[WHAT TO PRODUCE] Print, exactly as written, every line from the first line of the records below through the line containing "be swapped in.", and nothing further.
-------- DATA FOR ANALYSIS
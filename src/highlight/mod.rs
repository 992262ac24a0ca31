//! Token highlighting
//!
//! A [`Highlighter`] turns source text into lines of styled tokens. The code
//! block renderer only copies the style metadata it receives onto elements,
//! so any highlighter can be swapped in.

mod syntax;

pub use syntax::{available_themes, SyntectHighlighter};

/// Presentation attributes for a container, line or token
#[derive(Debug, Clone, Default, PartialEq, Eq)]
pub struct StyleProps {
    pub class_name: String,
    /// Inline CSS declarations
    pub style: Option<String>,
}

impl StyleProps {
    /// Props carrying only a class
    pub fn class(class_name: impl Into<String>) -> Self {
        Self {
            class_name: class_name.into(),
            style: None,
        }
    }
}

/// A lexical unit with its style
#[derive(Debug, Clone, PartialEq, Eq)]
pub struct HighlightedToken {
    pub content: String,
    pub props: StyleProps,
}

/// One source line; tokens never contain the line terminator
#[derive(Debug, Clone, PartialEq, Eq)]
pub struct HighlightedLine {
    pub props: StyleProps,
    pub tokens: Vec<HighlightedToken>,
}

/// Output of a highlighter: container props and a lazy sequence of lines
pub struct Highlighted<'a> {
    pub props: StyleProps,
    pub lines: Box<dyn Iterator<Item = HighlightedLine> + 'a>,
}

/// Produces highlighted lines for a piece of source text
pub trait Highlighter {
    /// Tokenize `source`. Absent or unknown languages must still yield one
    /// plain token per line.
    fn highlight<'a>(&'a self, source: &'a str, language: Option<&'a str>) -> Highlighted<'a>;
}

const LINE_CLASS: &str = "token-line";
const PLAIN_TOKEN_CLASS: &str = "token plain";

/// Container class for a block in the given language
pub(crate) fn container_class(base: &str, language: Option<&str>) -> String {
    match language {
        Some(lang) => format!("{} language-{}", base, lang),
        None => base.to_string(),
    }
}

/// One unstyled token per line
pub(crate) fn plain_line(line: &str) -> HighlightedLine {
    HighlightedLine {
        props: StyleProps::class(LINE_CLASS),
        tokens: vec![HighlightedToken {
            content: strip_line_ending(line).to_string(),
            props: StyleProps::class(PLAIN_TOKEN_CLASS),
        }],
    }
}

/// Split source into lines keeping their endings; an empty source is
/// still one (empty) line
pub(crate) fn split_lines(source: &str) -> impl Iterator<Item = &str> {
    source
        .split_inclusive('\n')
        .chain(source.is_empty().then_some(""))
}

pub(crate) fn strip_line_ending(line: &str) -> &str {
    let line = line.strip_suffix('\n').unwrap_or(line);
    line.strip_suffix('\r').unwrap_or(line)
}

/// Highlighter that performs no lexing at all
#[derive(Debug, Clone, Default)]
pub struct PlainHighlighter;

impl Highlighter for PlainHighlighter {
    fn highlight<'a>(&'a self, source: &'a str, language: Option<&'a str>) -> Highlighted<'a> {
        Highlighted {
            props: StyleProps::class(container_class("highlight", language)),
            lines: Box::new(split_lines(source).map(plain_line)),
        }
    }
}

#[cfg(test)]
mod tests {
    use super::*;

    #[test]
    fn test_plain_single_line() {
        let out = PlainHighlighter.highlight("const x = 1;", None);
        assert_eq!(out.props.class_name, "highlight");

        let lines: Vec<_> = out.lines.collect();
        assert_eq!(lines.len(), 1);
        assert_eq!(lines[0].tokens.len(), 1);
        assert_eq!(lines[0].tokens[0].content, "const x = 1;");
    }

    #[test]
    fn test_plain_one_token_per_line() {
        let out = PlainHighlighter.highlight("a\r\nb\n\nc", Some("text"));
        assert_eq!(out.props.class_name, "highlight language-text");

        let contents: Vec<_> = out
            .lines
            .map(|line| {
                assert_eq!(line.tokens.len(), 1);
                line.tokens[0].content.clone()
            })
            .collect();
        assert_eq!(contents, vec!["a", "b", "", "c"]);
    }
}
//! Site configuration (_config.yml)

use anyhow::{bail, Result};
use chrono::format::{Item, StrftimeItems};
use indexmap::IndexMap;
use serde::{Deserialize, Serialize};
use std::fs;
use std::path::Path;

use crate::helpers::moment_to_chrono_format;

/// Main site configuration
#[derive(Debug, Clone, Serialize, Deserialize)]
#[serde(default)]
pub struct SiteConfig {
    // Site
    pub title: String,
    pub language: String,

    // URL
    pub root: String,

    // Directory
    pub content_dir: String,
    pub posts_dir: String,

    #[serde(default)]
    pub posts: PostsConfig,
    #[serde(default)]
    pub highlight: HighlightConfig,
    #[serde(default)]
    pub head: HeadConfig,
    #[serde(default)]
    pub theme: ThemeConfig,
}

impl Default for SiteConfig {
    fn default() -> Self {
        Self {
            title: "Blog".to_string(),
            language: "en".to_string(),

            root: "/".to_string(),

            content_dir: "content".to_string(),
            posts_dir: "posts".to_string(),

            posts: PostsConfig::default(),
            highlight: HighlightConfig::default(),
            head: HeadConfig::default(),
            theme: ThemeConfig::default(),
        }
    }
}

impl SiteConfig {
    /// Load configuration from a file
    pub fn load<P: AsRef<Path>>(path: P) -> Result<Self> {
        let content = fs::read_to_string(path.as_ref())?;
        let config: SiteConfig = serde_yaml::from_str(&content)?;
        config.validate()?;
        tracing::debug!("Loaded config from {:?}", path.as_ref());
        Ok(config)
    }

    /// Reject settings that would only fail later, at render time
    pub fn validate(&self) -> Result<()> {
        let format = moment_to_chrono_format(&self.posts.date_format);
        if StrftimeItems::new(&format).any(|item| matches!(item, Item::Error)) {
            bail!("Invalid posts.date_format: {}", self.posts.date_format);
        }
        if self.posts.route_prefix.trim_matches('/').is_empty() {
            bail!("posts.route_prefix must not be empty");
        }
        Ok(())
    }
}

/// How the content source orders post records
#[derive(Debug, Clone, Copy, PartialEq, Eq, Default, Serialize, Deserialize)]
#[serde(rename_all = "snake_case")]
pub enum SortOrder {
    /// Most recent frontmatter date first
    #[default]
    NewestFirst,
    /// Oldest frontmatter date first
    OldestFirst,
    /// Lexical order of slugs
    Path,
}

/// Post listing configuration
#[derive(Debug, Clone, Serialize, Deserialize)]
#[serde(default)]
pub struct PostsConfig {
    /// Path segment posts are published under
    pub route_prefix: String,
    pub order: SortOrder,
    /// Moment.js style display format for post dates
    pub date_format: String,
    /// Maximum number of entries in the recent posts list
    pub recent_limit: Option<usize>,
    /// Text placed between a post title and its date
    pub separator: String,
}

impl Default for PostsConfig {
    fn default() -> Self {
        Self {
            route_prefix: "posts".to_string(),
            order: SortOrder::NewestFirst,
            date_format: "MMM, D".to_string(),
            recent_limit: None,
            separator: "\u{2014} ".to_string(),
        }
    }
}

/// Code highlighting configuration
#[derive(Debug, Clone, Serialize, Deserialize)]
#[serde(default)]
pub struct HighlightConfig {
    /// Name of a syntect theme
    pub theme: String,
    /// Structural class added to every highlighted block
    pub anchor_class: String,
}

impl Default for HighlightConfig {
    fn default() -> Self {
        Self {
            theme: "base16-ocean.dark".to_string(),
            anchor_class: "relative".to_string(),
        }
    }
}

/// Extra tags injected into every document head
#[derive(Debug, Clone, Serialize, Deserialize)]
#[serde(default)]
pub struct HeadConfig {
    pub stylesheets: Vec<String>,
    /// Loaded with `async`, e.g. analytics
    pub scripts: Vec<String>,
}

impl Default for HeadConfig {
    fn default() -> Self {
        Self {
            stylesheets: vec![
                "https://fonts.googleapis.com/css2?family=EB+Garamond:wght@400;600&family=Inter:wght@400;700&display=swap"
                    .to_string(),
            ],
            scripts: Vec::new(),
        }
    }
}

/// Visual theme tokens, emitted as CSS custom properties
#[derive(Debug, Clone, Serialize, Deserialize)]
#[serde(default)]
pub struct ThemeConfig {
    pub colors: IndexMap<String, String>,
    pub fonts: FontsConfig,
}

impl Default for ThemeConfig {
    fn default() -> Self {
        let colors = [
            ("accent", "#f59e0b"),
            ("accent-strong", "#d97706"),
            ("code-background", "#fffbeb"),
            ("muted", "#9ca3af"),
        ]
        .into_iter()
        .map(|(k, v)| (k.to_string(), v.to_string()))
        .collect();

        Self {
            colors,
            fonts: FontsConfig::default(),
        }
    }
}

impl ThemeConfig {
    /// Render the tokens as a `:root` CSS block
    pub fn css_variables(&self) -> String {
        let mut css = String::from(":root{");
        for (name, value) in &self.colors {
            css.push_str(&format!("--color-{}:{};", name, value));
        }
        css.push_str(&format!("--font-sans:{};", self.fonts.sans));
        css.push_str(&format!("--font-serif:{};", self.fonts.serif));
        css.push('}');
        css
    }
}

/// Font families
#[derive(Debug, Clone, Serialize, Deserialize)]
#[serde(default)]
pub struct FontsConfig {
    pub sans: String,
    pub serif: String,
}

impl Default for FontsConfig {
    fn default() -> Self {
        Self {
            sans: "Inter".to_string(),
            serif: "'EB Garamond'".to_string(),
        }
    }
}

#[cfg(test)]
mod tests {
    use super::*;

    #[test]
    fn test_default_config() {
        let config = SiteConfig::default();
        assert_eq!(config.root, "/");
        assert_eq!(config.posts.route_prefix, "posts");
        assert_eq!(config.posts.order, SortOrder::NewestFirst);
        assert_eq!(config.highlight.anchor_class, "relative");
        assert!(config.validate().is_ok());
    }

    #[test]
    fn test_parse_config() {
        let yaml = r##"
title: My Blog
posts:
  order: oldest_first
  recent_limit: 5
highlight:
  theme: InspiredGitHub
theme:
  colors:
    accent: "#000"
"##;
        let config: SiteConfig = serde_yaml::from_str(yaml).unwrap();
        assert_eq!(config.title, "My Blog");
        assert_eq!(config.posts.order, SortOrder::OldestFirst);
        assert_eq!(config.posts.recent_limit, Some(5));
        assert_eq!(config.posts.date_format, "MMM, D");
        assert_eq!(config.highlight.theme, "InspiredGitHub");
        assert_eq!(config.highlight.anchor_class, "relative");
        assert_eq!(config.theme.colors.len(), 1);
    }

    #[test]
    fn test_invalid_date_format() {
        let mut config = SiteConfig::default();
        config.posts.date_format = "YYYY %".to_string();
        assert!(config.validate().is_err());
    }

    #[test]
    fn test_css_variables() {
        let css = ThemeConfig::default().css_variables();
        assert!(css.starts_with(":root{"));
        assert!(css.contains("--color-accent:#f59e0b;"));
        assert!(css.contains("--font-serif:'EB Garamond';"));
    }
}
----------------
[RESPONSE TO THIS EXERCISE]
filename src/highlight/mod.rs
repository 992262ac24a0ca31
//! Token highlighting
//!
//! A [`Highlighter`] turns source text into lines of styled tokens. The code
//! block renderer only copies the style metadata it receives onto elements,
//! so any highlighter can be swapped in.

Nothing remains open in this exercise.